Produce an exact copy of the first line of the data below and each line after it, please, up to and including the one with "# Design Decisions".

Study material: Begin

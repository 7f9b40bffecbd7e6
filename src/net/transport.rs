//! Length-prefixed framing over a TCP stream.
//!
//! # Responsibilities
//! - Write `[i32 length][payload]` frames, one writer at a time
//! - Read frames back with bounded reads and classify failures
//! - Own the disconnect signal every higher-layer wait links to
//!
//! # Design Decisions
//! - The read half lives in the receive loop, the write half behind a mutex
//! - Every socket fault surfaces as `NotConnected`; only protocol-level
//!   violations (bad lengths, truncated frames on a live socket) are `CorruptData`
//! - Frames are dispatched on their own tasks; the loop waits for the ones
//!   still in flight when the peer hangs up so trailing control packets are seen

use std::future::Future;
use std::net::SocketAddr;
use std::sync::atomic::{AtomicBool, Ordering};
use std::sync::Mutex;

use tokio::io::{AsyncReadExt, AsyncWriteExt};
use tokio::net::tcp::{OwnedReadHalf, OwnedWriteHalf};
use tokio::net::TcpStream;
use tokio::task::JoinSet;

use crate::error::{Result, SessionError};
use crate::sync::Broadcast;

const LENGTH_PREFIX: usize = 4;
const READ_CHUNK: usize = 64 * 1024;

#[derive(Debug, Default, Clone, Copy)]
struct Endpoints {
    local: Option<SocketAddr>,
    remote: Option<SocketAddr>,
}

/// A framed, single-use stream transport.
#[derive(Debug)]
pub struct FramedTransport {
    writer: tokio::sync::Mutex<Option<OwnedWriteHalf>>,
    endpoints: Mutex<Endpoints>,
    attached: AtomicBool,
    disconnected: Broadcast,
    max_frame_size: usize,
}

impl FramedTransport {
    pub fn new(max_frame_size: usize) -> Self {
        Self {
            writer: tokio::sync::Mutex::new(None),
            endpoints: Mutex::new(Endpoints::default()),
            attached: AtomicBool::new(false),
            disconnected: Broadcast::new(),
            max_frame_size,
        }
    }

    /// Take ownership of `stream`. Returns the read half for [`receive_loop`](Self::receive_loop).
    pub async fn attach(&self, stream: TcpStream) -> Result<OwnedReadHalf> {
        if self.disconnected.is_triggered() {
            return Err(SessionError::InvalidState("transport already closed"));
        }
        if self.attached.swap(true, Ordering::SeqCst) {
            return Err(SessionError::InvalidState("transport already attached"));
        }

        let _ = stream.set_nodelay(true);
        *self.endpoints.lock().expect("endpoints mutex poisoned") = Endpoints {
            local: stream.local_addr().ok(),
            remote: stream.peer_addr().ok(),
        };

        let (reader, writer) = stream.into_split();
        *self.writer.lock().await = Some(writer);
        Ok(reader)
    }

    pub fn is_connected(&self) -> bool {
        self.attached.load(Ordering::SeqCst) && !self.disconnected.is_triggered()
    }

    /// Fires once, when the transport stops being usable.
    pub fn disconnected(&self) -> &Broadcast {
        &self.disconnected
    }

    pub fn local_addr(&self) -> Option<SocketAddr> {
        self.endpoints.lock().expect("endpoints mutex poisoned").local
    }

    pub fn remote_addr(&self) -> Option<SocketAddr> {
        self.endpoints.lock().expect("endpoints mutex poisoned").remote
    }

    /// Write one frame. Returns the number of bytes put on the wire.
    pub async fn send_frame(&self, payload: &[u8]) -> Result<usize> {
        if !self.is_connected() {
            return Err(SessionError::NotConnected);
        }
        let length = i32::try_from(payload.len())
            .map_err(|_| SessionError::CorruptData(format!("frame of {} bytes is too large", payload.len())))?;

        let write = async {
            let mut guard = self.writer.lock().await;
            match guard.as_mut() {
                Some(writer) => {
                    writer.write_all(&length.to_le_bytes()).await?;
                    writer.write_all(payload).await?;
                    Ok::<_, std::io::Error>(LENGTH_PREFIX + payload.len())
                }
                None => Err(std::io::Error::from(std::io::ErrorKind::NotConnected)),
            }
        };

        let written = tokio::select! {
            biased;
            result = write => result,
            _ = self.disconnected.triggered() => return Err(SessionError::NotConnected),
        };

        written.map_err(|e| {
            tracing::debug!(error = %e, "Frame write failed");
            self.mark_disconnected();
            SessionError::NotConnected
        })
    }

    /// Read frames until the transport ends, handing each to `on_frame` on
    /// its own task. Returns why the loop stopped.
    pub async fn receive_loop<F, Fut>(&self, mut reader: OwnedReadHalf, on_frame: F) -> SessionError
    where
        F: Fn(Vec<u8>) -> Fut,
        Fut: Future<Output = ()> + Send + 'static,
    {
        let mut inflight = JoinSet::new();

        let reason = loop {
            let frame = tokio::select! {
                biased;
                _ = self.disconnected.triggered() => break SessionError::NotConnected,
                frame = self.read_frame(&mut reader) => frame,
            };

            match frame {
                Ok(frame) => {
                    inflight.spawn(on_frame(frame));
                    while inflight.try_join_next().is_some() {}
                }
                Err(e) => break e,
            }
        };

        if self.disconnected.is_triggered() {
            inflight.detach_all();
        } else {
            while inflight.join_next().await.is_some() {}
        }

        self.mark_disconnected();
        reason
    }

    async fn read_frame(&self, reader: &mut OwnedReadHalf) -> Result<Vec<u8>> {
        let mut header = [0u8; LENGTH_PREFIX];
        let mut filled = 0;
        while filled < LENGTH_PREFIX {
            match reader.read(&mut header[filled..]).await {
                Ok(0) if filled == 0 => return Err(SessionError::NotConnected),
                Ok(0) => return Err(self.classify_short_read("frame header", filled, LENGTH_PREFIX)),
                Ok(n) => filled += n,
                Err(_) => return Err(SessionError::NotConnected),
            }
        }

        let length = i32::from_le_bytes(header);
        if length <= 0 {
            if self.socket_unusable(reader) {
                return Err(SessionError::NotConnected);
            }
            return Err(SessionError::CorruptData(format!("invalid frame length {length}")));
        }

        let length = length as usize;
        if length > self.max_frame_size {
            return Err(SessionError::CorruptData(format!(
                "frame length {length} exceeds limit {}",
                self.max_frame_size
            )));
        }

        let mut payload = vec![0u8; length];
        let mut filled = 0;
        while filled < length {
            let end = (filled + READ_CHUNK).min(length);
            match reader.read(&mut payload[filled..end]).await {
                Ok(0) => return Err(self.classify_short_read("frame payload", filled, length)),
                Ok(n) => filled += n,
                Err(_) => return Err(SessionError::NotConnected),
            }
        }
        Ok(payload)
    }

    fn classify_short_read(&self, what: &str, got: usize, wanted: usize) -> SessionError {
        if self.disconnected.is_triggered() {
            SessionError::NotConnected
        } else {
            SessionError::CorruptData(format!("{what} truncated at {got} of {wanted} bytes"))
        }
    }

    fn socket_unusable(&self, reader: &OwnedReadHalf) -> bool {
        self.disconnected.is_triggered() || reader.peer_addr().is_err()
    }

    /// Returns `true` for the caller that actually flipped the state.
    pub fn mark_disconnected(&self) -> bool {
        self.disconnected.trigger()
    }

    /// Disconnect and shut the write half down.
    pub async fn close(&self) {
        self.mark_disconnected();
        let writer = self.writer.lock().await.take();
        if let Some(mut writer) = writer {
            let _ = writer.shutdown().await;
        }
    }

    /// Disconnect without waiting; the write half is dropped if it is free,
    /// otherwise by whichever writer currently holds it.
    pub fn close_now(&self) {
        self.mark_disconnected();
        if let Ok(mut guard) = self.writer.try_lock() {
            guard.take();
        }
    }
}

#[cfg(test)]
mod tests {
    use super::*;
    use std::sync::Arc;
    use tokio::net::TcpListener;
    use tokio::sync::mpsc;

    async fn pair() -> (TcpStream, TcpStream) {
        let listener = TcpListener::bind("127.0.0.1:0").await.unwrap();
        let addr = listener.local_addr().unwrap();
        let (client, accepted) = tokio::join!(TcpStream::connect(addr), listener.accept());
        (client.unwrap(), accepted.unwrap().0)
    }

    fn collecting(
        transport: &Arc<FramedTransport>,
        reader: OwnedReadHalf,
    ) -> (mpsc::UnboundedReceiver<Vec<u8>>, tokio::task::JoinHandle<SessionError>) {
        let (tx, rx) = mpsc::unbounded_channel();
        let transport = Arc::clone(transport);
        let task = tokio::spawn(async move {
            transport
                .receive_loop(reader, move |frame| {
                    let tx = tx.clone();
                    async move {
                        let _ = tx.send(frame);
                    }
                })
                .await
        });
        (rx, task)
    }

    #[tokio::test]
    async fn frames_cross_the_wire() {
        let (a, b) = pair().await;
        let sender = FramedTransport::new(1024);
        let _reader = sender.attach(a).await.unwrap();

        let receiver = Arc::new(FramedTransport::new(1024));
        let reader = receiver.attach(b).await.unwrap();
        let (mut frames, _task) = collecting(&receiver, reader);

        assert_eq!(sender.send_frame(b"hello").await.unwrap(), 9);
        sender.send_frame(&[7u8; 300]).await.unwrap();

        let mut got = vec![frames.recv().await.unwrap(), frames.recv().await.unwrap()];
        got.sort_by_key(|f| f.len());
        assert_eq!(got[0], b"hello");
        assert_eq!(got[1], vec![7u8; 300]);
    }

    #[tokio::test]
    async fn negative_length_is_corrupt() {
        let (mut raw, b) = pair().await;
        let receiver = Arc::new(FramedTransport::new(1024));
        let reader = receiver.attach(b).await.unwrap();
        let (_frames, task) = collecting(&receiver, reader);

        raw.write_all(&(-4i32).to_le_bytes()).await.unwrap();
        let reason = task.await.unwrap();
        assert!(matches!(reason, SessionError::CorruptData(_)), "{reason:?}");
        assert!(!receiver.is_connected());
    }

    #[tokio::test]
    async fn oversized_length_is_corrupt() {
        let (mut raw, b) = pair().await;
        let receiver = Arc::new(FramedTransport::new(16));
        let reader = receiver.attach(b).await.unwrap();
        let (_frames, task) = collecting(&receiver, reader);

        raw.write_all(&17i32.to_le_bytes()).await.unwrap();
        assert!(matches!(task.await.unwrap(), SessionError::CorruptData(_)));
    }

    #[tokio::test]
    async fn truncated_payload_is_corrupt() {
        let (mut raw, b) = pair().await;
        let receiver = Arc::new(FramedTransport::new(1024));
        let reader = receiver.attach(b).await.unwrap();
        let (_frames, task) = collecting(&receiver, reader);

        raw.write_all(&10i32.to_le_bytes()).await.unwrap();
        raw.write_all(b"abc").await.unwrap();
        drop(raw);
        assert!(matches!(task.await.unwrap(), SessionError::CorruptData(_)));
    }

    #[tokio::test]
    async fn peer_hangup_is_disconnect() {
        let (raw, b) = pair().await;
        let receiver = Arc::new(FramedTransport::new(1024));
        let reader = receiver.attach(b).await.unwrap();
        let (_frames, task) = collecting(&receiver, reader);

        drop(raw);
        assert!(matches!(task.await.unwrap(), SessionError::NotConnected));
        assert!(receiver.disconnected().is_triggered());
    }

    #[tokio::test]
    async fn local_close_stops_loop_and_sends() {
        let (_raw, b) = pair().await;
        let transport = Arc::new(FramedTransport::new(1024));
        let reader = transport.attach(b).await.unwrap();
        let (_frames, task) = collecting(&transport, reader);

        transport.close().await;
        assert!(matches!(task.await.unwrap(), SessionError::NotConnected));
        assert!(matches!(
            transport.send_frame(b"late").await,
            Err(SessionError::NotConnected)
        ));
    }

    #[tokio::test]
    async fn unattached_transport_refuses_sends() {
        let transport = FramedTransport::new(1024);
        assert!(!transport.is_connected());
        assert!(matches!(
            transport.send_frame(b"x").await,
            Err(SessionError::NotConnected)
        ));
    }
}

Study material: End

Task solution:
repository 7f9b40bffecbd7e6
filename src/net/transport.rs
//! Length-prefixed framing over a TCP stream.
//!
//! # Responsibilities
//! - Write `[i32 length][payload]` frames, one writer at a time
//! - Read frames back with bounded reads and classify failures
//! - Own the disconnect signal every higher-layer wait links to
//!
//! # Design Decisions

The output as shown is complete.